Vice-presidente do PT critica Dilma por veto a correção na tabela do IR

Vice-presidente do PT critica Dilma por veto a correção na tabela do IR

O vice-presidente do PT, Alberto Cantalice, criticou nesta quinta-feira (22) no Twitter o veto da presidente Dilma Rousseff a trecho de uma Medida Provisória (MP) que corrigia em 6,5% a tabela do Imposto de Renda de pessoas físicas. A correção havia sido aprovada em dezembro pelo Congresso, mas o governo queria que o índice fosse menor, de 4,5%

Se a lei tivesse sido aprovada, pessoas que ganham até R$ 1.903,98 ficariam isentas de Imposto de Renda. Atualmente, o teto de isenção é de R$ 1.787,77. O reajuste de 6,5% seria aplicado também nas demais faixas da tabela.

 

"O veto à correção da tabela do imposto de renda foi um erro. O que se tem, é criar novas alíquotas para taxar os cidadãos de alta renda", publicou Cantalice em sua conta no microblog Twitter.

Na justificativa para o veto, publicado na última terça (20) no "Diário Oficial da União", a presidente escreveu que a medida traria renúncia fiscal, ou seja, menos pessoas pagariam o imposto, sem indicação de meios para compensação.
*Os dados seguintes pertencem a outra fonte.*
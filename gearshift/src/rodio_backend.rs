use std::io::Cursor;
use std::sync::Arc;
use std::sync::atomic::{AtomicU32, Ordering};
use std::time::Duration;

use gearshift_core::audio::{AudioBackend, AudioError, DecodedSample, LoopLayer, Tone, Waveform};
use rodio::buffer::SamplesBuffer;
use rodio::{Decoder, OutputStream, OutputStreamHandle, Sink, Source};

const SYNTH_SAMPLE_RATE: u32 = 44_100;

/// Decode any format rodio understands into interleaved f32 frames.
pub fn decode(bytes: Vec<u8>) -> Result<DecodedSample, AudioError> {
    let decoder =
        Decoder::new(Cursor::new(bytes)).map_err(|e| AudioError::Decode(e.to_string()))?;
    let channels = decoder.channels();
    let sample_rate = decoder.sample_rate();
    let samples: Vec<f32> = decoder.convert_samples().collect();
    if samples.is_empty() {
        return Err(AudioError::Decode("no audio frames".to_string()));
    }
    Ok(DecodedSample::new(channels, sample_rate, samples))
}

/// Frequency shared between the mixer thread and the audio callback.
#[derive(Clone)]
struct SharedFrequency(Arc<AtomicU32>);

impl SharedFrequency {
    fn new(hz: f32) -> Self {
        Self(Arc::new(AtomicU32::new(hz.to_bits())))
    }

    fn get(&self) -> f32 {
        f32::from_bits(self.0.load(Ordering::Relaxed))
    }

    fn set(&self, hz: f32) {
        self.0.store(hz.to_bits(), Ordering::Relaxed);
    }
}

/// Mono oscillator. Endless unless it carries a decay envelope.
struct Oscillator {
    waveform: Waveform,
    frequency: SharedFrequency,
    phase: f32,
    /// Per-sample multiplier and samples left while decaying.
    envelope: Option<(f32, u32)>,
    level: f32,
}

impl Oscillator {
    fn new(tone: &Tone, frequency: SharedFrequency) -> Self {
        let envelope = tone.decay.map(|decay| {
            let samples = (decay.seconds * SYNTH_SAMPLE_RATE as f32).max(1.0) as u32;
            let target = if tone.gain > 0.0 {
                (decay.floor / tone.gain).clamp(f32::MIN_POSITIVE, 1.0)
            } else {
                1.0
            };
            (target.powf(1.0 / samples as f32), samples)
        });
        Self {
            waveform: tone.waveform,
            frequency,
            phase: 0.0,
            envelope,
            level: 1.0,
        }
    }

    fn shape(&self) -> f32 {
        match self.waveform {
            Waveform::Sawtooth => 2.0 * self.phase - 1.0,
            Waveform::Triangle => 1.0 - 4.0 * (self.phase - 0.5).abs(),
        }
    }
}

impl Iterator for Oscillator {
    type Item = f32;

    fn next(&mut self) -> Option<Self::Item> {
        if let Some((factor, remaining)) = self.envelope.as_mut() {
            if *remaining == 0 {
                return None;
            }
            *remaining -= 1;
            self.level *= *factor;
        }

        let out = self.shape() * self.level;
        self.phase += self.frequency.get().max(0.0) / SYNTH_SAMPLE_RATE as f32;
        self.phase -= self.phase.floor();
        Some(out)
    }
}

impl Source for Oscillator {
    fn current_frame_len(&self) -> Option<usize> {
        None
    }

    fn channels(&self) -> u16 {
        1
    }

    fn sample_rate(&self) -> u32 {
        SYNTH_SAMPLE_RATE
    }

    fn total_duration(&self) -> Option<Duration> {
        self.envelope.map(|(_, remaining)| {
            Duration::from_secs_f32(remaining as f32 / SYNTH_SAMPLE_RATE as f32)
        })
    }
}

/// Master gain applied to every layer routed through it.
pub struct RodioBus {
    gain: f32,
}

/// One sink per voice, so each has its own volume and speed.
pub struct RodioVoice {
    sink: Sink,
    bus_gain: f32,
    frequency: Option<SharedFrequency>,
}

pub struct RodioBackend {
    _stream: OutputStream,
    handle: OutputStreamHandle,
}

impl RodioBackend {
    pub fn open() -> Result<Self, AudioError> {
        let (stream, handle) =
            OutputStream::try_default().map_err(|e| AudioError::Device(e.to_string()))?;
        Ok(Self {
            _stream: stream,
            handle,
        })
    }

    fn sink(&self, volume: f32) -> Result<Sink, AudioError> {
        let sink = Sink::try_new(&self.handle).map_err(|e| AudioError::Playback(e.to_string()))?;
        sink.set_volume(volume);
        Ok(sink)
    }
}

fn buffer(sample: &DecodedSample) -> SamplesBuffer<f32> {
    SamplesBuffer::new(sample.channels, sample.sample_rate, sample.samples.to_vec())
}

impl AudioBackend for RodioBackend {
    type Bus = RodioBus;
    type Voice = RodioVoice;

    fn open_bus(&mut self, gain: f32) -> Result<RodioBus, AudioError> {
        Ok(RodioBus { gain })
    }

    fn close_bus(&mut self, _bus: RodioBus) -> Result<(), AudioError> {
        Ok(())
    }

    fn start_loop(
        &mut self,
        bus: &RodioBus,
        _layer: LoopLayer,
        sample: &DecodedSample,
        gain: f32,
    ) -> Result<RodioVoice, AudioError> {
        let sink = self.sink(gain * bus.gain)?;
        sink.append(buffer(sample).repeat_infinite());
        Ok(RodioVoice {
            sink,
            bus_gain: bus.gain,
            frequency: None,
        })
    }

    fn start_sample(&mut self, sample: &DecodedSample, gain: f32) -> Result<RodioVoice, AudioError> {
        let sink = self.sink(gain)?;
        sink.append(buffer(sample));
        Ok(RodioVoice {
            sink,
            bus_gain: 1.0,
            frequency: None,
        })
    }

    fn start_tone(&mut self, tone: &Tone) -> Result<RodioVoice, AudioError> {
        let sink = self.sink(tone.gain)?;
        let frequency = SharedFrequency::new(tone.frequency);
        sink.append(Oscillator::new(tone, frequency.clone()));
        Ok(RodioVoice {
            sink,
            bus_gain: 1.0,
            frequency: Some(frequency),
        })
    }

    fn set_gain(&mut self, voice: &mut RodioVoice, gain: f32) -> Result<(), AudioError> {
        voice.sink.set_volume(gain.max(0.0) * voice.bus_gain);
        Ok(())
    }

    fn set_rate(&mut self, voice: &mut RodioVoice, rate: f32) -> Result<(), AudioError> {
        voice.sink.set_speed(rate.max(0.01));
        Ok(())
    }

    fn set_frequency(&mut self, voice: &mut RodioVoice, hz: f32) -> Result<(), AudioError> {
        match &voice.frequency {
            Some(frequency) => {
                frequency.set(hz);
                Ok(())
            }
            None => Err(AudioError::Playback("voice has no pitch control".to_string())),
        }
    }

    fn stop(&mut self, voice: RodioVoice) -> Result<(), AudioError> {
        voice.sink.stop();
        Ok(())
    }
}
Com a sanção imposta pelo governo, o Planalto deve insistir na correção de 4,5%, que equivale ao centro da meta oficial de inflação.
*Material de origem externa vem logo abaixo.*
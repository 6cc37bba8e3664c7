//! Error types for the sync engine and its clients

use portfolio_core::MutationError;
use thiserror::Error;

#[derive(Debug, Error)]
pub enum SyncError {
    /// HTTP request failed
    #[error("HTTP error: {0}")]
    Http(#[from] reqwest::Error),

    /// JSON serialization/deserialization failed
    #[error("JSON error: {0}")]
    Json(#[from] serde_json::Error),

    /// Local cache could not be written
    #[error("Cache I/O error: {0}")]
    Io(#[from] std::io::Error),

    /// Server answered 2xx with a body that is not a portfolio document
    #[error("Undecodable remote document: {0}")]
    Decode(String),

    /// Server returned a non-success status
    #[error("Server error {status}: {message}")]
    Server { status: u16, message: String },

    /// Upload relay rejected the image
    #[error("Upload failed: {0}")]
    Upload(String),

    /// Image could not be decoded or re-encoded
    #[error("Image error: {0}")]
    Image(String),

    #[error(transparent)]
    Mutation(#[from] MutationError),

    /// Store was opened outside a Tokio runtime
    #[error("No Tokio runtime available for background sync")]
    NoRuntime,

    /// Startup reconciliation already ran for this store
    #[error("Store already loaded")]
    AlreadyLoaded,
}

impl From<image::ImageError> for SyncError {
    fn from(e: image::ImageError) -> Self {
        SyncError::Image(e.to_string())
    }
}

/// Result type for sync operations
pub type Result<T> = std::result::Result<T, SyncError>;
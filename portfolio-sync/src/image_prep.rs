//! Shrink images before they are uploaded
//!
//! Downscale so the longest edge fits, then re-encode as JPEG, lowering the
//! quality step by step until the output fits the byte target or the quality
//! floor is reached.

use image::codecs::jpeg::JpegEncoder;
use image::imageops::FilterType;
use image::{GenericImageView, RgbImage};
use tracing::debug;

use crate::error::{Result, SyncError};

#[derive(Debug, Clone)]
pub struct PrepareOptions {
    pub max_edge: u32,
    pub target_bytes: usize,
    pub initial_quality: u8,
    pub quality_step: u8,
    pub min_quality: u8,
}

impl Default for PrepareOptions {
    fn default() -> Self {
        Self {
            max_edge: 800,
            target_bytes: 300 * 1024,
            initial_quality: 70,
            quality_step: 10,
            min_quality: 10,
        }
    }
}

/// Decode `bytes`, downscale and re-encode as JPEG
pub fn prepare_image(bytes: &[u8], opts: &PrepareOptions) -> Result<Vec<u8>> {
    if opts.quality_step == 0 {
        return Err(SyncError::Image("quality_step must be at least 1".to_string()));
    }

    let img = image::load_from_memory(bytes)?;
    let (width, height) = img.dimensions();
    let img = if width.max(height) > opts.max_edge {
        img.resize(opts.max_edge, opts.max_edge, FilterType::Triangle)
    } else {
        img
    };
    let rgb = img.to_rgb8();

    let mut quality = opts.initial_quality.clamp(1, 100);
    loop {
        let encoded = encode_jpeg(&rgb, quality)?;
        if encoded.len() <= opts.target_bytes || quality <= opts.min_quality {
            debug!(
                original = bytes.len(),
                prepared = encoded.len(),
                quality,
                width = rgb.width(),
                height = rgb.height(),
                "Prepared image for upload"
            );
            return Ok(encoded);
        }
        let next = quality.saturating_sub(opts.quality_step).max(opts.min_quality).max(1);
        if next == quality {
            return Ok(encoded);
        }
        quality = next;
    }
}

fn encode_jpeg(img: &RgbImage, quality: u8) -> Result<Vec<u8>> {
    let mut out = Vec::new();
    JpegEncoder::new_with_quality(&mut out, quality).encode_image(img)?;
    Ok(out)
}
O ministro das Relações Institucionais, Pepe Vargas, que na terça tomou café da manhã com jornalistas, comentou o veto da presidente. Ele disse que a tendência é o governo enviar ao Congresso nova MP.

"O governo anunciou sua disposição que é o que cabe dentro do espaço fiscal que temos hoje, em um reajustamento em 4,5%. O Congresso mudou para 6,5%. Mas isso sempre foi assim. […] Sempre tem alguém que diz que o reajuste pode ser melhor. O espaço fiscal que temos é 4,5%, e o governo tende a encaminhar uma nova MP ao Congresso pedindo reajuste de 4,5% na tabela do IR, por agora, nos próximos dias, com certeza", afirmou o ministro.